Since what we’re seeing is an almost-180 degree panorama, there’s a lot to decode in this view – from right to left, is Malabar Hill, Gowalia Tank, and August Kranti (formerly Gowalia Tank) Road in the foreground, Girgaum and Back Bay in the middle distance, and Colaba and Fort in the background, “capped” off by mainland Maharashtra in the far distance. Sketched from ‘Prospect Lodge’, an early structure on Cumballa Hill that accommodated Europeans travelling on a budget, it was located at the cul-de-sac on Anstey Road, off Altamont Road, literally at the edge of a cliff (consequently offering us this unobstructed view), at the spot where Prithvi Apartment stands today (called “Greece” colloquially by local residents for much of the 20th century, when a grand Greek-styled mansion stood there!)
Considering that only a handful of townhouses have come up in the August Kranti Road area here, and that the Girgaum area is virtually untouched, it seems like this is a relatively early sketch of Bombay (the work is unsigned and undated.) In fact, since Bombay offered few opportunities of patronage for professional artists, and in the Company era (pre-1858) was not yet heavily “marketed” as a tourist destination in England, even visitors were few and far between, leaving us few amateur artworks from this time.

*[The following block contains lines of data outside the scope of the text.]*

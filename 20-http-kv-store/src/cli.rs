use std::{net::SocketAddr, path::PathBuf, time::Duration};

use clap::Parser;

use crate::server::ServerConfig;

#[derive(Parser, Debug)]
#[command(author, version, about, long_about = None)]
pub struct Cli {
    /// Socket address the HTTP server binds to. Use port 0 for an ephemeral port.
    #[arg(long, default_value = "127.0.0.1:8080")]
    pub listen: SocketAddr,

    /// Seconds between two status reports. Must be at least 1.
    #[arg(
        long,
        default_value_t = 5,
        value_parser = clap::value_parser!(u64).range(1..)
    )]
    pub report_interval_secs: u64,

    /// Seconds in-flight requests get to finish once shutdown starts.
    #[arg(long, default_value_t = 5)]
    pub shutdown_timeout_secs: u64,

    /// Directory served under `/public`.
    #[arg(long, default_value = "public")]
    pub public_dir: PathBuf,

    /// Directory holding `index.html`, `data.html` and `stats.html`.
    #[arg(long, default_value = "views")]
    pub views_dir: PathBuf,
}

impl Cli {
    pub fn server_config(&self) -> ServerConfig {
        ServerConfig {
            report_interval: Duration::from_secs(self.report_interval_secs),
            shutdown_timeout: Duration::from_secs(self.shutdown_timeout_secs),
            public_dir: self.public_dir.clone(),
            views_dir: self.views_dir.clone(),
        }
    }
}

#[cfg(test)]
mod tests {
    use super::*;

    #[test]
    fn defaults_match_server_defaults() {
        let cli = Cli::parse_from(["http_kv_store"]);
        assert_eq!(cli.listen, "127.0.0.1:8080".parse::<SocketAddr>().unwrap());
        assert_eq!(cli.server_config(), ServerConfig::default());
    }

    #[test]
    fn zero_report_interval_is_rejected() {
        let result = Cli::try_parse_from(["http_kv_store", "--report-interval-secs", "0"]);
        assert!(result.is_err());
    }

    #[test]
    fn flags_override_defaults() {
        let cli = Cli::parse_from([
            "http_kv_store",
            "--listen",
            "0.0.0.0:0",
            "--report-interval-secs",
            "1",
            "--shutdown-timeout-secs",
            "2",
            "--views-dir",
            "/srv/views",
        ]);
        let config = cli.server_config();
        assert_eq!(cli.listen.port(), 0);
        assert_eq!(config.report_interval, Duration::from_secs(1));
        assert_eq!(config.shutdown_timeout, Duration::from_secs(2));
        assert_eq!(config.views_dir, PathBuf::from("/srv/views"));
        assert_eq!(config.public_dir, PathBuf::from("public"));
    }
}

The clues to dating this view lie in the barely-visible St. Thomas’ Cathedral on the extreme left, beyond the vaguely discernable fort walls, which was consecrated as a Cathedral in 1836, and the spires pointing skywards in the fashion seen here appear in 1837. Further, Colaba Causeway was built in 1838, and while it is unclear whether it has been built already in this view, as the early version was merely a skeletal structure snaking through the erstwhile island, it is at the very least in it’s very early form here, with very little to no development around, hence this work would’ve been created around this time. Whatever be the case, this is amongst the earliest-ever works to be sketched from the relatively rural and inaccessible Cumballa Hill area.

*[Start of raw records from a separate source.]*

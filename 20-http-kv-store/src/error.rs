use axum::{
    Json,
    http::StatusCode,
    response::{IntoResponse, Response},
};
use thiserror::Error;
use tracing::debug;

/// Client-facing failures of the HTTP adapter. None of them reach the store.
#[derive(Debug, Error)]
pub enum ApiError {
    #[error("invalid JSON")]
    InvalidJson(#[source] serde_json::Error),
    #[error("key not specified")]
    MissingKey,
    #[error("key not found")]
    KeyNotFound(String),
}

impl ApiError {
    pub fn status(&self) -> StatusCode {
        match self {
            ApiError::InvalidJson(_) | ApiError::MissingKey => StatusCode::BAD_REQUEST,
            ApiError::KeyNotFound(_) => StatusCode::NOT_FOUND,
        }
    }
}

impl IntoResponse for ApiError {
    fn into_response(self) -> Response {
        let status = self.status();
        match &self {
            ApiError::InvalidJson(err) => debug!(error = %err, "rejected request body"),
            ApiError::KeyNotFound(key) => debug!(%key, "delete of unknown key"),
            ApiError::MissingKey => debug!("delete without key"),
        }
        (status, Json(serde_json::json!({ "error": self.to_string() }))).into_response()
    }
}
//! Periodic status reporter.
//!
//! Samples the store on a fixed period and logs the request count and the
//! number of stored keys until the stop signal closes.

use std::{fmt, sync::Arc, time::Duration};

use tokio::{select, sync::mpsc, time};
use tracing::info;

use crate::{lifecycle::StopSignal, store::Store};

/// Default period between two reports.
pub const DEFAULT_REPORT_INTERVAL: Duration = Duration::from_secs(5);

/// Shortest period the reporter accepts; `tokio::time::interval` rejects zero.
pub const MIN_REPORT_INTERVAL: Duration = Duration::from_millis(1);

/// One status sample.
#[derive(Debug, Clone, Copy, PartialEq, Eq)]
pub struct Report {
    pub requests: u64,
    pub db_size: usize,
}

impl fmt::Display for Report {
    fn fmt(&self, f: &mut fmt::Formatter<'_>) -> fmt::Result {
        write!(
            f,
            "Current requests: {}, Database size: {}",
            self.requests, self.db_size
        )
    }
}

pub struct Reporter {
    store: Arc<Store>,
    period: Duration,
    sink: Option<mpsc::UnboundedSender<Report>>,
}

impl Reporter {
    /// Periods shorter than [`MIN_REPORT_INTERVAL`] are raised to it.
    pub fn new(store: Arc<Store>, period: Duration) -> Self {
        Self {
            store,
            period: period.max(MIN_REPORT_INTERVAL),
            sink: None,
        }
    }

    /// Forwards every report to `sink` in addition to logging it.
    pub fn with_sink(mut self, sink: mpsc::UnboundedSender<Report>) -> Self {
        self.sink = Some(sink);
        self
    }

    /// Reports once per period until `stop` closes.
    ///
    /// The first report is emitted one full period after start. A close that
    /// lands between ticks ends the loop immediately.
    pub async fn run(self, stop: StopSignal) {
        info!(period_ms = self.period.as_millis() as u64, "reporter started");

        let mut interval = time::interval(self.period);
        interval.set_missed_tick_behavior(time::MissedTickBehavior::Delay);
        // The first tick completes immediately.
        interval.tick().await;

        loop {
            select! {
                biased;

                _ = stop.closed() => {
                    info!("reporter stopped");
                    break;
                }

                _ = interval.tick() => self.emit(),
            }
        }
    }

    fn emit(&self) {
        let stats = self.store.observe();
        let report = Report {
            requests: stats.requests,
            db_size: stats.db_size,
        };
        info!(requests = report.requests, db_size = report.db_size, "{report}");

        if let Some(sink) = &self.sink {
            // A dropped receiver only means nobody is listening anymore.
            let _ = sink.send(report);
        }
    }
}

One of my personal favourite bits that this watercolour showcases relates to that very part of the archipelago – the row of trees on Old Woman’s Island (part of Colaba Causeway today) that dot the tiny strip of land in the distance has been referenced to as a navigational marker as early as the late 1600s! One of the earliest (and might I add, charmingly quaint) descriptions in an English Pilot (standardized navigational manuals used by East India Company ships) describes how when at sea off Colaba Island, sailing towards Bombay harbour on the eastern side, observing the seven trees above Malabar Point (site of Raj Bhavan) and aligning the opening between them to the tallest tree on Old Woman’s Island would prevent capsizing at the dreaded Sunken Rock (Sunk Rock Lighthouse today, visible east of Colaba.) Imagine a time that trees were so safe that their placement was set in ink on standardized guidebooks!

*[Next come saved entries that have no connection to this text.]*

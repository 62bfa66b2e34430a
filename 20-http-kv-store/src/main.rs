use anyhow::{Context, Result};
use clap::Parser;
use tokio::net::TcpListener;
use tracing::info;

use http_kv_store::{cli::Cli, server::Server};

fn init_tracing() {
    use tracing_subscriber::{EnvFilter, fmt};

    let filter = EnvFilter::try_from_default_env().unwrap_or_else(|_| EnvFilter::new("info"));
    let _ = fmt().with_env_filter(filter).with_target(false).try_init();
}

#[tokio::main]
async fn main() -> Result<()> {
    init_tracing();

    let cli = Cli::parse();
    let listener = TcpListener::bind(cli.listen)
        .await
        .with_context(|| format!("failed to bind {}", cli.listen))?;
    let server = Server::new(listener, cli.server_config());
    let addr = server.local_addr()?;
    info!("server listening on http://{}", addr);

    server.run_until_ctrl_c().await?;
    Ok(())
}
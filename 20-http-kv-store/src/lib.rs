//! In-memory key-value store served over HTTP.
//!
//! Clients merge, list and delete string entries through a small JSON API,
//! while a background reporter logs how many requests the store has served.
//! Each module owns one concern:
//!
//! - [`store`] holds the entries and the request counter behind one lock.
//! - [`reporter`] samples the store on a fixed period until told to stop.
//! - [`lifecycle`] provides the stop signal and the one-way shutdown state.
//! - [`routes`] maps HTTP requests onto store calls and serves the pages.
//! - [`server`] wires everything together and bounds the shutdown drain.
//! - [`cli`] parses the command-line configuration.

pub mod cli;
pub mod error;
pub mod lifecycle;
pub mod reporter;
pub mod routes;
pub mod server;
pub mod store;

And finally, the focal point of the artist’s subject – within the fields of the Brahmin-occupied village centered around the old Gowalia Tank, stood stately mansions abutting Malabar Hill on opposite sides of the tank, at least as early as the late 18th century. These were grand bungalows with grand names, two of them being The Retreat and Tankaville, occupied for several decades by East India Company officers, where these “fish out of water” would take their evening constitutional nearabout the fish and fowl that resided in or around the tank. Being just a few hundred metres away from the tranquil Back Bay, where fishing boats seem to be up and about aplenty during dry season, and pilgrims from Western India and beyond would arrive for centuries to worship at Banganga, one might begin to wonder where this view, taken from virtually in the neighbourhood where Antilia has now come up, has disappeared.